Can you blame someone or something for your cancer? Possibly. There might come to the surface of your research a culprit that caused cancer. But my experience has taught me, that I’ve had a hand in this also. I still have a responsibility to myself to search my heart for my part in it.
· It could be something that happened to me at any time in my life that opened a door in my mental or emotional areas.
· I didn’t know I could set up boundaries or my boundaries were not there, or had fallen, or were broken through, my defenses were down
· I let my peace go and gave myself over to fear
· I sat down in unforgiveness and resentment and camped out there.
· I gave over my control, peace, and joy to something or someone else. (Again, no boundaries)
· Or I thought I was a god and gave of myself until I had nothing left. So, now I could blame those whom I served. (I did this, and have met many other cancer patients that did the same.)
And the list goes on…
Ephesians 4:31-32 Let all bitterness, and wrath and anger, and clamor, and evil speaking, be put away from you, with all malice: and be ye kind one to another, tenderhearted, forgiving one another, even as God for Christ’s sake hath forgiven you.
(If God forgives you, why hold onto it?)
Do you think God expects this from you, but accepts your evil speaking, having anger, and/or bitterness towards yourself? Now, after reading this I don’t think it pleases Him.

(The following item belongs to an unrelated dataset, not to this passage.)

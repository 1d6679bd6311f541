pub mod args;
pub mod dump;
pub mod loader;

pub use args::{Cli, SimulationConfig};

I arrived at another biggie: FEAR. I allowed fear to dictate my life. I sought to appease fear with sacrifices that he gobbled up ravenously and still wanted more. Yes, sacrifices. I sacrificed my peace, my relationships, and my joy to fear. I paid dearly for this. Fear has no mercy.
I had been afraid of facing all of this.
I had hidden like Adam and Eve when they knew they did something wrong. Hiding felt right at the time. But it did nothing to help me. I had to come out from behind the barricade. I had to face the light. I had to admit my shame, guilt, blame, and fear and then had to use them as stepping stones to climb up out of the pit I found myself in. It was as exhausting as fighting the physical fatigue and daily pain from cancer and radiation treatments.
I slowly found that I had a battle worth engaging in. And the battle was for my life.
Is your battle worth fighting? Or should I say is your life worth fighting for? The next blog post will tell what happened to me after dealing with these lies. How I found out that I am worth fighting for. It still brings tears to my eyes as I write this. What I found out and what I know now, no one can steal from me, kill or destroy it.
Romans 8:38-39 For I am persuaded, that neither death, nor life, nor angels, nor principalities, nor powers, nor things present, nor things to come, nor height, nor depth, nor any other creature, shall be able to separate us from the love of God, which is in Christ Jesus our Lord.
I found that asking myself if I had hidden guilt or if I was secretly blaming someone else for my problems, was a very healthy and helpful thing to do.
How’s your self-talk? Are you being as kind to yourself as you would be to your best friend? Are you merciful and giving yourself the grace to turn it around? Are you inviting real help into your life?
I had to ask these questions, as I was processing all this, I found the answers were not to my good, but to my harm until I dealt with them. I was blaming certain people in my life for my problems, and attitudes. But I found out truths that saved me.